WHAT TO DO —
Report each line from the entries in which "with" can be found.

SUPPLIED DATA —
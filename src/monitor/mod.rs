//! Health Monitor: concurrent sweeps over a roster of targets
//!
//! Each sweep checks every registered target concurrently, writes each
//! target's result back into the roster as soon as that check finishes, and
//! publishes an immutable `HealthSnapshot` once all results are in.
//!
//! The loop sweeps, notifies the observer, then sleeps. Cancellation is
//! honoured between sweeps only; an in-flight sweep always completes.

mod checks;
mod target;

pub use checks::{check_disk_free, CustomCheck, DiskSpaceCheck, FileSystemCheck, FnCheck, PathExistsCheck};
pub use target::{CheckResult, HealthSnapshot, MonitoredTarget, TargetKind, TargetStatus};

use async_trait::async_trait;
use chrono::Utc;
use futures::future::join_all;
use std::collections::HashMap;
use std::path::PathBuf;
use std::sync::Arc;
use std::time::{Duration, Instant};
use tokio::sync::{watch, RwLock};
use tokio::task::JoinHandle;
use tokio_util::sync::CancellationToken;
use tracing::{debug, info, warn};

use crate::collaborators::HttpClient;
use crate::config::{MonitorConfig, SystemThresholds};

#[derive(Debug, thiserror::Error)]
pub enum MonitorError {
    #[error("target '{0}' is already registered")]
    DuplicateTarget(String),
    #[error("{kind} target '{name}' requires an address")]
    MissingAddress { name: String, kind: TargetKind },
    #[error("monitoring loop already running")]
    AlreadyRunning,
}

/// Receives every snapshot produced by the monitoring loop
#[async_trait]
pub trait SweepObserver: Send + Sync {
    async fn on_sweep(&self, snapshot: &HealthSnapshot);
}

pub struct HealthMonitor {
    targets: RwLock<Vec<MonitoredTarget>>,
    predicates: std::sync::RwLock<HashMap<String, Arc<dyn CustomCheck>>>,
    http: Arc<dyn HttpClient>,
    thresholds: SystemThresholds,
    data_path: PathBuf,
    interval: Duration,
    snapshots: watch::Sender<Option<HealthSnapshot>>,
    loop_cancel: std::sync::Mutex<Option<CancellationToken>>,
}

impl HealthMonitor {
    /// Monitor with an empty roster and the built-in predicates
    pub fn new(config: &MonitorConfig, http: Arc<dyn HttpClient>) -> Self {
        let (snapshots, _) = watch::channel(None);
        let monitor = Self {
            targets: RwLock::new(Vec::new()),
            predicates: std::sync::RwLock::new(HashMap::new()),
            http,
            thresholds: config.system.clone(),
            data_path: config.data_path.clone(),
            interval: config.interval(),
            snapshots,
            loop_cancel: std::sync::Mutex::new(None),
        };

        monitor.register_predicate(
            "data_directory",
            Arc::new(PathExistsCheck { path: config.data_path.clone() }),
        );
        monitor.register_predicate("file_system", Arc::new(FileSystemCheck::new(&config.data_path)));
        monitor.register_predicate(
            "disk_space",
            Arc::new(DiskSpaceCheck {
                path: config.data_path.clone(),
                min_free_bytes: config.system.min_free_disk_bytes,
            }),
        );
        monitor
    }

    /// Monitor with the configured roster (or the default system check)
    pub async fn from_config(config: &MonitorConfig, http: Arc<dyn HttpClient>) -> Result<Self, MonitorError> {
        let monitor = Self::new(config, http);
        for target in config.effective_targets() {
            monitor.register(MonitoredTarget::from_config(&target)).await?;
        }
        Ok(monitor)
    }

    pub async fn register(&self, target: MonitoredTarget) -> Result<(), MonitorError> {
        if matches!(target.kind, TargetKind::Http | TargetKind::Tcp)
            && target.address.as_deref().map_or(true, str::is_empty)
        {
            return Err(MonitorError::MissingAddress {
                name: target.name,
                kind: target.kind,
            });
        }

        let mut targets = self.targets.write().await;
        if targets.iter().any(|t| t.name == target.name) {
            return Err(MonitorError::DuplicateTarget(target.name));
        }
        info!(target = %target.name, kind = %target.kind, "Registered monitor target");
        targets.push(target);
        Ok(())
    }

    /// Remove a target; returns whether it was registered
    pub async fn deregister(&self, name: &str) -> bool {
        let mut targets = self.targets.write().await;
        let before = targets.len();
        targets.retain(|t| t.name != name);
        before != targets.len()
    }

    /// Register (or replace) a named predicate for custom targets
    pub fn register_predicate(&self, name: impl Into<String>, check: Arc<dyn CustomCheck>) {
        self.predicates
            .write()
            .unwrap_or_else(|e| e.into_inner())
            .insert(name.into(), check);
    }

    /// Roster with last observed state
    pub async fn targets(&self) -> Vec<MonitoredTarget> {
        self.targets.read().await.clone()
    }

    /// Most recent snapshot, if a sweep has completed
    pub fn latest(&self) -> Option<HealthSnapshot> {
        self.snapshots.borrow().clone()
    }

    pub fn subscribe(&self) -> watch::Receiver<Option<HealthSnapshot>> {
        self.snapshots.subscribe()
    }

    /// Check every registered target concurrently and publish the snapshot
    pub async fn sweep_once(&self) -> HealthSnapshot {
        let roster = self.targets.read().await.clone();
        debug!(targets = roster.len(), "Starting sweep");

        let checks = roster.iter().map(|target| async move {
            let result = self.check_one(target).await;
            self.record(&result).await;
            result
        });
        let results = join_all(checks).await;

        let snapshot = HealthSnapshot::from_results(&results, Utc::now());
        info!(
            healthy = snapshot.healthy,
            warning = snapshot.warning,
            critical = snapshot.critical,
            total = snapshot.total,
            health_pct = snapshot.health_percentage(),
            "Sweep complete"
        );
        self.snapshots.send_replace(Some(snapshot.clone()));
        snapshot
    }

    /// Run one target's check according to its kind
    pub async fn check_one(&self, target: &MonitoredTarget) -> CheckResult {
        let start = Instant::now();

        let (status, error) = match target.kind {
            TargetKind::Http => match target.address.as_deref() {
                Some(url) => checks::check_http(&self.http, url, target.timeout).await,
                None => (TargetStatus::Critical, Some("no address configured".to_string())),
            },
            TargetKind::Tcp => match target.address.as_deref() {
                Some(addr) => checks::check_tcp(addr, target.timeout).await,
                None => (TargetStatus::Critical, Some("no address configured".to_string())),
            },
            TargetKind::System => {
                let path = self.data_path.clone();
                let thresholds = self.thresholds.clone();
                tokio::task::spawn_blocking(move || checks::check_system(&path, &thresholds))
                    .await
                    .unwrap_or_else(|e| (TargetStatus::Unknown, Some(format!("system check panicked: {}", e))))
            }
            TargetKind::Custom => self.run_predicate(target).await,
        };

        let result = CheckResult {
            name: target.name.clone(),
            status,
            latency: start.elapsed(),
            error,
            checked_at: Utc::now(),
        };

        match result.status {
            TargetStatus::Healthy => debug!(target = %result.name, latency_ms = result.latency.as_millis() as u64, "Target healthy"),
            status => warn!(
                target = %result.name,
                status = %status,
                error = result.error.as_deref().unwrap_or(""),
                "Target check failed"
            ),
        }
        result
    }

    async fn run_predicate(&self, target: &MonitoredTarget) -> checks::Verdict {
        let predicate = self
            .predicates
            .read()
            .unwrap_or_else(|e| e.into_inner())
            .get(target.predicate_name())
            .cloned();

        let Some(check) = predicate else {
            return (
                TargetStatus::Unknown,
                Some(format!("unknown predicate '{}'", target.predicate_name())),
            );
        };

        match tokio::time::timeout(target.timeout, check.evaluate()).await {
            Ok(Ok(())) => (TargetStatus::Healthy, None),
            Ok(Err(reason)) => (TargetStatus::Critical, Some(reason)),
            Err(_) => (
                TargetStatus::Critical,
                Some(format!("predicate timed out after {}ms", target.timeout.as_millis())),
            ),
        }
    }

    /// Write one result into the roster; a target deregistered mid-sweep is skipped
    async fn record(&self, result: &CheckResult) {
        let mut targets = self.targets.write().await;
        if let Some(target) = targets.iter_mut().find(|t| t.name == result.name) {
            target.apply(result);
        }
    }

    /// Spawn the monitoring loop
    pub fn start(self: &Arc<Self>, observer: Option<Arc<dyn SweepObserver>>) -> Result<JoinHandle<()>, MonitorError> {
        let mut slot = self.loop_cancel.lock().unwrap_or_else(|e| e.into_inner());
        if slot.is_some() {
            return Err(MonitorError::AlreadyRunning);
        }
        let cancel = CancellationToken::new();
        *slot = Some(cancel.clone());
        Ok(tokio::spawn(Arc::clone(self).run(observer, cancel)))
    }

    /// Signal the loop to exit after the current sweep
    pub fn stop(&self) {
        if let Some(cancel) = self.loop_cancel.lock().unwrap_or_else(|e| e.into_inner()).take() {
            cancel.cancel();
        }
    }

    pub fn is_running(&self) -> bool {
        self.loop_cancel
            .lock()
            .unwrap_or_else(|e| e.into_inner())
            .is_some()
    }

    pub async fn run(self: Arc<Self>, observer: Option<Arc<dyn SweepObserver>>, cancel: CancellationToken) {
        info!(interval_secs = self.interval.as_secs(), "[Monitor] Health monitoring started");
        loop {
            if cancel.is_cancelled() {
                break;
            }
            let snapshot = self.sweep_once().await;
            if let Some(observer) = &observer {
                observer.on_sweep(&snapshot).await;
            }
            tokio::select! {
                _ = cancel.cancelled() => break,
                _ = tokio::time::sleep(self.interval) => {}
            }
        }
        info!("[Monitor] Health monitoring stopped");
    }
}

#[cfg(test)]
mod tests {
    use super::*;
    use crate::collaborators::{HttpRequest, HttpResponse, TransportError};

    struct StatusByUrl;

    #[async_trait]
    impl HttpClient for StatusByUrl {
        async fn request(&self, request: HttpRequest) -> Result<HttpResponse, TransportError> {
            let status = request
                .url
                .rsplit('/')
                .next()
                .and_then(|s| s.parse().ok())
                .unwrap_or(200);
            Ok(HttpResponse { status, body: String::new() })
        }
    }

    fn monitor() -> HealthMonitor {
        HealthMonitor::new(&MonitorConfig::default(), Arc::new(StatusByUrl))
    }

    #[tokio::test]
    async fn test_register_rejects_duplicates_and_missing_address() {
        let m = monitor();
        m.register(MonitoredTarget::http("web", "http://svc/200")).await.unwrap();
        assert!(matches!(
            m.register(MonitoredTarget::http("web", "http://svc/200")).await,
            Err(MonitorError::DuplicateTarget(_))
        ));

        let mut bad = MonitoredTarget::http("api", "");
        bad.address = None;
        assert!(matches!(m.register(bad).await, Err(MonitorError::MissingAddress { .. })));
    }

    #[tokio::test]
    async fn test_http_status_mapping() {
        let m = monitor();
        m.register(MonitoredTarget::http("ok", "http://svc/204")).await.unwrap();
        m.register(MonitoredTarget::http("client", "http://svc/404")).await.unwrap();
        m.register(MonitoredTarget::http("server", "http://svc/503")).await.unwrap();

        let snap = m.sweep_once().await;
        assert_eq!((snap.healthy, snap.warning, snap.critical), (1, 1, 1));

        let targets = m.targets().await;
        let server = targets.iter().find(|t| t.name == "server").unwrap();
        assert_eq!(server.status, TargetStatus::Critical);
        assert_eq!(server.last_error.as_deref(), Some("HTTP 503"));
    }

    #[tokio::test]
    async fn test_custom_predicates() {
        let m = monitor();
        m.register_predicate("always", Arc::new(FnCheck::new(|| Ok(()))));
        m.register_predicate("never", Arc::new(FnCheck::new(|| Err("down".to_string()))));
        m.register(MonitoredTarget::custom("a", "always")).await.unwrap();
        m.register(MonitoredTarget::custom("b", "never")).await.unwrap();
        m.register(MonitoredTarget::custom("c", "no_such_predicate")).await.unwrap();

        let snap = m.sweep_once().await;
        assert_eq!((snap.healthy, snap.critical, snap.unknown), (1, 1, 1));
    }

    #[tokio::test]
    async fn test_deregister() {
        let m = monitor();
        m.register(MonitoredTarget::http("web", "http://svc/200")).await.unwrap();
        assert!(m.deregister("web").await);
        assert!(!m.deregister("web").await);
        assert_eq!(m.sweep_once().await.total, 0);
    }

    #[tokio::test]
    async fn test_snapshot_published_to_subscribers() {
        let m = monitor();
        let mut rx = m.subscribe();
        m.register(MonitoredTarget::http("web", "http://svc/200")).await.unwrap();
        m.sweep_once().await;
        rx.changed().await.unwrap();
        assert_eq!(rx.borrow().as_ref().map(|s| s.healthy), Some(1));
        assert_eq!(m.latest().map(|s| s.total), Some(1));
    }

    #[tokio::test]
    async fn test_loop_start_stop() {
        let m = Arc::new(monitor());
        m.register(MonitoredTarget::http("web", "http://svc/200")).await.unwrap();
        let mut rx = m.subscribe();

        let handle = m.start(None).unwrap();
        assert!(matches!(m.start(None), Err(MonitorError::AlreadyRunning)));
        rx.changed().await.unwrap();

        m.stop();
        tokio::time::timeout(Duration::from_secs(2), handle)
            .await
            .expect("loop should exit after stop")
            .unwrap();
        assert!(!m.is_running());
    }
}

ANSWER BELOW —
    /// Monitor with an empty roster and the built-in predicates
    /// Monitor with the configured roster (or the default system check)
    /// Roster with last observed state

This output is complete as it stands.